Joan Gomez EdO

Artículo de Joan Gómez i Segalà, miembro de Justícia i Pau de Barcelona.

A lo largo de los años, he visitado muchas comunidades religiosas y de todas ellas he aprendido algo. Pero hoy voy a contaros un diálogo en un oratorio islámico que no entendí bien hasta mucho tiempo después.

Saludé al imán y, avanzada la conversación, le pregunté por su función en la comunidad. Él se me sinceró con ejemplos concretos. “Yo intento que los hombres sean responsables en su trabajo, que las mujeres cuiden bien a sus hijos, que los jóvenes sean aplicados en la escuela…”. Pensé que su explicación no se alejaba mucho de la que me podría dar un rector de pueblo. Pero, de repente, su argumentación dio un giro inesperado. “Porque está claro –añadió- , mis fieles vienen mayoritariamente del Magreb, y muchos se desorientan al llegar a una sociedad cristiana en la que los jóvenes se emborrachan cada fin de semana, los hombres sólo piensan en hacerse ricos y la mujeres son infieles a sus maridos. Yo procuro protegerles del cristianismo”.
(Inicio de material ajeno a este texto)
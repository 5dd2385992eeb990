//! Streaming catalog types
//!
//! Provider-native results from the catalog service. Summaries are what
//! searches return; full track lists come from the expansion calls.

use serde::{Deserialize, Serialize};

/// Artist credited on a track or album
#[derive(Debug, Clone, PartialEq, Eq, Serialize, Deserialize)]
pub struct ArtistRef {
    pub id: String,
    pub name: String,
}

/// Album a track belongs to
#[derive(Debug, Clone, PartialEq, Eq, Serialize, Deserialize)]
pub struct AlbumRef {
    pub id: String,
    pub name: String,
}

/// Show an episode belongs to
#[derive(Debug, Clone, PartialEq, Eq, Serialize, Deserialize)]
pub struct ShowRef {
    pub id: String,
    pub name: String,
}

/// Catalog track
#[derive(Debug, Clone, PartialEq, Eq, Serialize, Deserialize)]
pub struct Track {
    pub id: String,
    pub name: String,
    #[serde(default)]
    pub artists: Vec<ArtistRef>,
    pub album: Option<AlbumRef>,
    pub duration_ms: u64,
    #[serde(default)]
    pub popularity: u32,
}

impl Track {
    /// Artist names joined with ", "
    pub fn artist_names(&self) -> String {
        join_names(self.artists.iter().map(|a| a.name.as_str()))
    }

    /// "Name by Artist, Artist"
    pub fn display(&self) -> String {
        if self.artists.is_empty() {
            self.name.clone()
        } else {
            format!("{} by {}", self.name, self.artist_names())
        }
    }
}

/// Catalog podcast episode
#[derive(Debug, Clone, PartialEq, Eq, Serialize, Deserialize)]
pub struct Episode {
    pub id: String,
    pub name: String,
    pub show: ShowRef,
    pub duration_ms: u64,
}

impl Episode {
    /// "Name by Show"
    pub fn display(&self) -> String {
        format!("{} by {}", self.name, self.show.name)
    }
}

/// Playlist as returned by a catalog playlist search
#[derive(Debug, Clone, PartialEq, Eq, Serialize, Deserialize)]
pub struct PlaylistSummary {
    pub id: String,
    pub name: String,
    pub owner: String,
    #[serde(default)]
    pub track_count: u32,
}

/// Album as returned by a catalog album search
#[derive(Debug, Clone, PartialEq, Eq, Serialize, Deserialize)]
pub struct AlbumSummary {
    pub id: String,
    pub name: String,
    #[serde(default)]
    pub artists: Vec<ArtistRef>,
}

impl AlbumSummary {
    pub fn artist_names(&self) -> String {
        join_names(self.artists.iter().map(|a| a.name.as_str()))
    }
}

/// Podcast show as returned by a catalog show search
#[derive(Debug, Clone, PartialEq, Eq, Serialize, Deserialize)]
pub struct ShowSummary {
    pub id: String,
    pub name: String,
    pub publisher: String,
}

/// A catalog item that can stand as a playable on its own
#[derive(Debug, Clone, PartialEq, Eq, Serialize, Deserialize)]
#[serde(tag = "type", rename_all = "lowercase")]
pub enum CatalogItem {
    Track(Track),
    Episode(Episode),
}

impl CatalogItem {
    pub fn id(&self) -> &str {
        match self {
            Self::Track(t) => &t.id,
            Self::Episode(e) => &e.id,
        }
    }

    pub fn display(&self) -> String {
        match self {
            Self::Track(t) => t.display(),
            Self::Episode(e) => e.display(),
        }
    }

    pub fn duration_ms(&self) -> u64 {
        match self {
            Self::Track(t) => t.duration_ms,
            Self::Episode(e) => e.duration_ms,
        }
    }
}

fn join_names<'a>(names: impl Iterator<Item = &'a str>) -> String {
    names.collect::<Vec<_>>().join(", ")
}
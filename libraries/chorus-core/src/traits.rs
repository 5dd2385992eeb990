//! Collaborator traits for Chorus
//!
//! The resolver talks to every content provider, the local playlist store,
//! the login manager and the background loader only through these traits.
use crate::error::Result;
use crate::types::{
    AlbumSummary, AudioItem, CatalogItem, CredentialContext, DeferredSlot, Episode, LocalPlaylist,
    Login, PlaylistItem, PlaylistSummary, RequesterId, ScopeId, ShowSummary, StreamInfo, Track,
    UriDescriptor, Video, VideoPlaylist,
};
use async_trait::async_trait;

/// Syntax checks on raw input
///
/// Implementers decide what counts as an absolute URL and as a provider URI.
pub trait InputSyntax: Send + Sync {
    /// Whether the input is an absolute URL
    fn is_absolute_url(&self, input: &str) -> bool;

    /// Whether the input is a provider URI
    fn is_provider_uri(&self, input: &str) -> bool;

    /// Parse a provider URI
    ///
    /// # Errors
    /// Returns `InvalidInput` if the input is not a provider URI
    fn parse_provider_uri(&self, input: &str) -> Result<UriDescriptor>;

    /// Scheme used when rendering catalog identities as URIs
    fn catalog_scheme(&self) -> &str;
}

/// Streaming catalog service
///
/// Every call takes the credential context it runs under. Search results
/// are ordered by relevance and bounded by `limit`; expansions keep the
/// catalog's declared order.
#[async_trait]
pub trait CatalogProvider: Send + Sync {
    /// Search public playlists
    async fn search_playlist(
        &self,
        ctx: &CredentialContext,
        query: &str,
        limit: usize,
    ) -> Result<Vec<PlaylistSummary>>;

    /// Search the requester's own playlists
    async fn search_own_playlist(
        &self,
        ctx: &CredentialContext,
        query: &str,
        limit: usize,
    ) -> Result<Vec<PlaylistSummary>>;

    /// Search tracks, restricted to the requester's library when `own` is set
    async fn search_track(
        &self,
        ctx: &CredentialContext,
        query: &str,
        own: bool,
        limit: usize,
    ) -> Result<Vec<Track>>;

    /// Search albums
    async fn search_album(
        &self,
        ctx: &CredentialContext,
        query: &str,
        own: bool,
        limit: usize,
    ) -> Result<Vec<AlbumSummary>>;

    /// Search podcast episodes
    async fn search_episode(
        &self,
        ctx: &CredentialContext,
        query: &str,
        own: bool,
        limit: usize,
    ) -> Result<Vec<Episode>>;

    /// Search podcast shows
    async fn search_show(
        &self,
        ctx: &CredentialContext,
        query: &str,
        own: bool,
        limit: usize,
    ) -> Result<Vec<ShowSummary>>;

    /// All items of a playlist, in playlist order
    async fn get_playlist_tracks(
        &self,
        ctx: &CredentialContext,
        playlist_id: &str,
    ) -> Result<Vec<CatalogItem>>;

    /// All tracks of an album, in album order
    async fn get_album_tracks(&self, ctx: &CredentialContext, album_id: &str)
        -> Result<Vec<Track>>;

    /// All episodes of a show, in show order
    async fn get_show_episodes(
        &self,
        ctx: &CredentialContext,
        show_id: &str,
    ) -> Result<Vec<Episode>>;

    // Lookups by id, used for provider URIs

    async fn get_track(&self, ctx: &CredentialContext, id: &str) -> Result<Option<Track>>;

    async fn get_album(&self, ctx: &CredentialContext, id: &str) -> Result<Option<AlbumSummary>>;

    async fn get_playlist(
        &self,
        ctx: &CredentialContext,
        id: &str,
    ) -> Result<Option<PlaylistSummary>>;

    async fn get_episode(&self, ctx: &CredentialContext, id: &str) -> Result<Option<Episode>>;

    async fn get_show(&self, ctx: &CredentialContext, id: &str) -> Result<Option<ShowSummary>>;
}

/// Video search service
#[async_trait]
pub trait VideoProvider: Send + Sync {
    /// Best matching playlist
    async fn search_playlist(&self, query: &str) -> Result<Option<VideoPlaylist>>;

    /// Up to `limit` matching playlists
    async fn search_several_playlists(&self, limit: usize, query: &str)
        -> Result<Vec<VideoPlaylist>>;

    /// Best matching video
    async fn search_video(&self, query: &str) -> Result<Option<Video>>;

    /// Up to `limit` matching videos
    async fn search_several_videos(&self, limit: usize, query: &str) -> Result<Vec<Video>>;

    /// Videos of a playlist, in playlist order
    async fn playlist_videos(&self, playlist_id: &str) -> Result<Vec<Video>>;
}

/// Peer-hosted audio service
#[async_trait]
pub trait PeerAudioProvider: Send + Sync {
    /// Load a single track, a collection, or nothing for an identifier
    async fn load_item(&self, identifier: &str) -> Result<Option<AudioItem>>;
}

/// Store of locally persisted playlists
#[async_trait]
pub trait LocalPlaylistStore: Send + Sync {
    /// Keyed lookup of a playlist by name within a scope
    async fn find_playlist(&self, scope: &ScopeId, name: &str) -> Result<Option<LocalPlaylist>>;

    /// Items of a playlist, in stored order
    ///
    /// May call providers to refresh items, and fails the way they fail.
    async fn playlist_items(
        &self,
        playlist: &LocalPlaylist,
        ctx: &CredentialContext,
    ) -> Result<Vec<PlaylistItem>>;
}

/// Loader for direct URLs
#[async_trait]
pub trait UrlLoader: Send + Sync {
    /// Raw items behind a URL, in the order the target lists them
    async fn load_url(&self, url: &str, ctx: &CredentialContext) -> Result<Vec<PlaylistItem>>;
}

/// Login state of requesters with the catalog service
#[async_trait]
pub trait LoginProvider: Send + Sync {
    /// Wait for the requester's login
    ///
    /// May block while a login flow is in progress. `None` means the
    /// requester has not logged in.
    async fn await_login(&self, requester: &RequesterId) -> Result<Option<Login>>;
}

/// Finds a streamable equivalent of a catalog item
#[async_trait]
pub trait Redirector: Send + Sync {
    async fn redirect(&self, item: &CatalogItem) -> Result<Option<StreamInfo>>;
}

/// Background resolution of a catalog item into a stream
#[derive(Debug)]
pub struct RedirectTask {
    pub item: CatalogItem,
    pub slot: DeferredSlot,
}

/// Background loading facility for deferred playables
///
/// `execute` must not block; the task's slot is completed later.
pub trait TrackLoadingExecutor: Send + Sync {
    fn execute(&self, task: RedirectTask);
}
//! Credential contexts
//!
//! Every catalog call runs under one of two identities: the requester's
//! own account (after they logged in) or the shared application account.
//! The context only decides which account is charged; it never changes
//! the shape of the returned data.

use super::ids::RequesterId;
use serde::{Deserialize, Serialize};
use std::fmt;

/// A completed login of a requester with the catalog service
#[derive(Clone, PartialEq, Eq, Serialize, Deserialize)]
pub struct Login {
    pub requester: RequesterId,
    pub access_token: String,
}

impl fmt::Debug for Login {
    fn fmt(&self, f: &mut fmt::Formatter<'_>) -> fmt::Result {
        f.debug_struct("Login")
            .field("requester", &self.requester)
            .field("access_token", &"<redacted>")
            .finish()
    }
}

/// Identity a provider call executes under
#[derive(Debug, Clone, PartialEq, Eq)]
pub enum CredentialContext {
    /// Shared application credentials, no per-user state
    Shared,
    /// The requester's own login
    Requester(Login),
}

impl CredentialContext {
    pub fn is_requester(&self) -> bool {
        matches!(self, Self::Requester(_))
    }

    pub fn login(&self) -> Option<&Login> {
        match self {
            Self::Shared => None,
            Self::Requester(login) => Some(login),
        }
    }
}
En aquel momento me reí por lo bajini. Virgen santísima, ¡cuánta ignorancia!

Aquella tarde volví a casa pensando que aquel musulmán tenía tan interiorizados los conceptos dar-al-Islam y dar-al-Harb (casa del Islam y tierra del Infiel) que él consideraría que había salido de un país islámico para ir a un país cristiano, e interpretaba toda la realidad de aquí desde esa perspectiva.

Aquella semana me di cuenta de que, ajeno a los discursos de los intelectuales sobre la descristianización, no le faltaban motivos para considerar a nuestro país como cristiano. Desde los aspectos más populares (fiestas mayores en fechas de sus santos patronos e iniciadas con un oficio solemne, los nombres de la mayoría de los ciudadanos, nomenclátor de calles y ciudades) hasta ejemplos más oficiales (festivos católicos, asignatura de religión en la enseñanza pública y titularidad de muchas escuelas concertadas, la casilla en la declaración de la renta…), todo empuja a los ojos legos a ver cristianismo. En este sentido, es normal que el Ayuntamiento instale un pesebre en Navidades y que la televisión pública retransmita la misa cada semana. ¿Cómo podría ser de otra manera?

Aquel mes, fui recordando que el fenómeno de la secularización sólo se da en Europa, y que está significativamente avanzado en los países nórdicos y en Cataluña. Esto no significa que aquí la religión retroceda, sino que intentamos que no se mezcle con las esferas política, cultural y educativa. Visto el contexto, es una idea singular, y si está permitido decirlo así, bastante peregrina. ¿Cómo vamos a separar la identidad religiosa del resto? ¿Y las tradiciones religiosas del resto de costumbres? La laicidad tan solo adecuada para las administraciones y, aun así, cuán difícil resulta aplicarla de forma justa.

Aquel año fui asumiendo que la distinción entre países islámicos y países cristianos no está extendida solamente entre los inmigrantes procedentes de países poco secularizados. Entre nosotros, está extendido el argumento simétrico, que nos lleva a menudo a oír hablar de “ellos” y de “nosotros” como dos colectivos reconocibles y diferenciables. ¿Quién no ha oído cuestionar por qué tenemos que respetar “su” religión si en “sus” países no se respeta la “nuestra”? ¿Quién no ha oído hablar del Islam como una religión violenta? ¿Quién no ha oído condenar una mala conducta de un vecino magrebí atribuyéndole una fe islámica que no le hemos preguntado si profesa? ¿Quién no ha relacionado los contendientes sirios con un modelo de Islam mientras obviaba el cristianismo de los norteamericanos, rusos y europeos?

Cuándo vuelva a oír que alguien atribuye las malas conductas a las religiones de otro, no volveré a reírme. Recordaré que yo también había supuesto que el error de aquel imán era debido a su origen o a su religión. Yo, como el imán, también tengo que deshacerme del prejuicio contra las demás religiones. En cambio, de la soberbia de creerme sabiondo, sólo me tengo que confesar yo.